Ensuring AI Agents Work: Evaluation Frameworks for Scaling Success

1. Introduction and Context 🎤

Aparna Dhinkaran opens the talk, apologizing briefly for a slightly hoarse voice.
She emphasizes that today's topic is evaluating AI agents and assistants.
"Today we're going to talk about something really important: how do you actually evaluate AI agents and assistants?"
She notes that while many AI agents are being built and various tools and methodologies are being introduced, verifying that they work correctly in production is critical.
"Making sure that the agents we build actually work well in the real world is incredibly important."
She acknowledges the talk will touch on technical content, but stresses it is equally essential for leadership-level audiences.

2. New Trends in AI Agents: Multimodal and Voice AI 🗣️

Most people are familiar with text-based agents, but voice AI is now spreading rapidly in call centers and similar contexts.
"Voice AI has already taken over call centers.

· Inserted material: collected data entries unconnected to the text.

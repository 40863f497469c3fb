use crate::draw::history::StrokeHistory;
use crate::draw::input::{InputNormalizer, PointerEvent};
use crate::draw::model::Point;
use crate::draw::render::DualResolutionRenderer;
use crate::draw::settings::DrawSettings;
use crate::draw::surface::DrawSurface;

/// Runs each pointer event to completion: normalize, transition, render.
#[derive(Debug)]
pub struct DrawController<S: DrawSurface> {
    settings: DrawSettings,
    normalizer: InputNormalizer,
    history: StrokeHistory,
    renderer: DualResolutionRenderer<S>,
}

impl<S: DrawSurface> DrawController<S> {
    pub fn new(full: S, preview: S, mut settings: DrawSettings) -> Self {
        settings.sanitize();
        let history = StrokeHistory::new(settings.history_config());
        let mut renderer = DualResolutionRenderer::new(full, preview, settings.render_settings());
        renderer.render_committed(&history);
        Self {
            normalizer: settings.input_normalizer(),
            settings,
            history,
            renderer,
        }
    }

    pub fn settings(&self) -> &DrawSettings {
        &self.settings
    }

    pub fn history(&self) -> &StrokeHistory {
        &self.history
    }

    pub fn renderer(&self) -> &DualResolutionRenderer<S> {
        &self.renderer
    }

    pub fn renderer_mut(&mut self) -> &mut DualResolutionRenderer<S> {
        &mut self.renderer
    }

    pub fn normalizer_mut(&mut self) -> &mut InputNormalizer {
        &mut self.normalizer
    }

    /// Returns `true` when the event changed the history.
    pub fn handle_pointer_event(&mut self, event: PointerEvent) -> bool {
        match event {
            PointerEvent::Down(sample) => match self.normalizer.normalize(&sample) {
                Some(point) => self.start_stroke(point),
                None => false,
            },
            PointerEvent::Move(sample) => match self.normalizer.normalize(&sample) {
                Some(point) => self.append_point(point),
                None => false,
            },
            PointerEvent::Up | PointerEvent::Leave => self.end_stroke(),
        }
    }

    /// Opens a stroke with the configured brush color and size.
    pub fn start_stroke(&mut self, point: Point) -> bool {
        self.history
            .start_stroke(point, self.settings.brush_color, self.settings.brush_size)
    }

    pub fn append_point(&mut self, point: Point) -> bool {
        let Some(open) = self.history.open_stroke() else {
            return false;
        };
        let (color, brush_size) = (open.color, open.brush_size);
        let previous = open.last_point();

        if !self.history.append_point(point) {
            return false;
        }

        if self.history.is_drawing() {
            if let Some(previous) = previous {
                self.renderer
                    .render_incremental(previous, point, color, brush_size);
            }
        } else {
            self.renderer.finish_live_preview(&self.history);
        }
        true
    }

    pub fn end_stroke(&mut self) -> bool {
        if !self.history.end_stroke() {
            return false;
        }
        self.renderer.finish_live_preview(&self.history);
        true
    }

    pub fn undo(&mut self) -> bool {
        let changed = self.history.undo();
        self.renderer.sync(&self.history);
        changed
    }

    pub fn redo(&mut self) -> bool {
        let changed = self.history.redo();
        self.renderer.sync(&self.history);
        changed
    }

    pub fn clear(&mut self) -> bool {
        let changed = self.history.clear();
        self.renderer.sync(&self.history);
        changed
    }

    pub fn can_undo(&self) -> bool {
        self.history.can_undo()
    }

    pub fn can_redo(&self) -> bool {
        self.history.can_redo()
    }

    pub fn resize(&mut self, width: u32, height: u32) {
        self.renderer.resize(width, height, &self.history);
    }

    /// Applies new settings; stored strokes keep the color and size they were drawn with.
    pub fn apply_settings(&mut self, mut settings: DrawSettings) {
        settings.sanitize();
        if settings == self.settings {
            return;
        }
        self.history.set_config(settings.history_config());
        self.renderer.set_settings(settings.render_settings());
        self.normalizer
            .set_palm_rejection_sensitivity(settings.palm_rejection_sensitivity);
        self.settings = settings;
        self.renderer.sync(&self.history);
        tracing::debug!(settings = ?self.settings, "draw settings applied");
    }
}

#[cfg(test)]
mod tests {
    use super::DrawController;
    use crate::draw::input::{PointerEvent, RawPointerSample};
    use crate::draw::model::Color;
    use crate::draw::render::VisibleLayer;
    use crate::draw::settings::DrawSettings;
    use crate::draw::surface::{DrawSurface, RecordingSurface};

    fn controller() -> DrawController<RecordingSurface> {
        DrawController::new(
            RecordingSurface::new(100, 100),
            RecordingSurface::new(50, 50),
            DrawSettings::default(),
        )
    }

    #[test]
    fn live_segments_go_to_preview_until_pointer_up() {
        let mut controller = controller();
        controller.handle_pointer_event(PointerEvent::Down(RawPointerSample::mouse(10.0, 10.0)));
        controller.handle_pointer_event(PointerEvent::Move(RawPointerSample::mouse(20.0, 10.0)));

        assert_eq!(controller.renderer().visible_layer(), VisibleLayer::Preview);
        assert_eq!(controller.renderer().stats().incremental_segments, 1);
        let commits = controller.renderer().stats().commit_renders;

        assert!(controller.handle_pointer_event(PointerEvent::Up));
        assert_eq!(controller.renderer().visible_layer(), VisibleLayer::Full);
        assert_eq!(controller.renderer().stats().commit_renders, commits + 1);
        assert!(controller.renderer().full().is_visible());
    }

    #[test]
    fn pointer_leave_closes_stroke_like_pointer_up() {
        let mut controller = controller();
        controller.handle_pointer_event(PointerEvent::Down(RawPointerSample::mouse(1.0, 1.0)));
        assert!(controller.history().is_drawing());
        assert!(controller.handle_pointer_event(PointerEvent::Leave));
        assert!(!controller.history().is_drawing());
        assert!(!controller.handle_pointer_event(PointerEvent::Up));
    }

    #[test]
    fn strokes_use_configured_brush() {
        let mut controller = DrawController::new(
            RecordingSurface::new(10, 10),
            RecordingSurface::new(5, 5),
            DrawSettings {
                brush_color: Color::rgb(1, 2, 3),
                brush_size: 9.0,
                ..DrawSettings::default()
            },
        );
        controller.handle_pointer_event(PointerEvent::Down(RawPointerSample::pen(2.0, 2.0, 0.7)));
        let stroke = controller.history().open_stroke().expect("open stroke");
        assert_eq!(stroke.color, Color::rgb(1, 2, 3));
        assert_eq!(stroke.brush_size, 9.0);
        assert_eq!(stroke.points[0].pressure, 0.7);
    }

    #[test]
    fn apply_settings_rerenders_with_new_scale() {
        let mut controller = controller();
        let commits = controller.renderer().stats().commit_renders;
        controller.apply_settings(DrawSettings {
            render_scale: 0.25,
            ..DrawSettings::default()
        });
        assert_eq!(controller.renderer().preview().size(), (25, 25));
        assert_eq!(controller.renderer().stats().commit_renders, commits + 1);
    }
}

More than a billion call center interactions worldwide are being handled by voice assistants."
She highlights a real-world example: Priceline's Pennybot, an agent that handles travel bookings entirely by voice.
"We've moved beyond text-only — we're now in the era of multimodal agents."
She emphasizes that evaluation approaches must adapt to the form of the agent (text, voice, multimodal).

3. Core Building Blocks of an AI Agent 🧩

Agents are typically composed of three main components:
1. Router: The "boss" that decides what action to take next
2. Skill: The logic chain that actually performs the task
3. Memory: Stores conversation state and past information
"The router acts like a boss — it decides which skill to call."
Different frameworks (LangGraph, CrewAI, LlamaIndex, etc.) implement these differently, but the router–skill–memory structure is universal.
"These three components appear in almost every framework, no matter which one you use."

4. What Is a Router? 🚦

The router receives the user's request and decides which skill to invoke.
Examples: "I want to make a return," "Are there any discounts available?" — these questions flow into the router.
The router selects the appropriate skill (e.g., connecting to customer support, providing discount information) and executes it.
"The router won't always get it right, but it needs to choose correctly as often as possible."
If the router calls the wrong skill, the entire flow breaks down.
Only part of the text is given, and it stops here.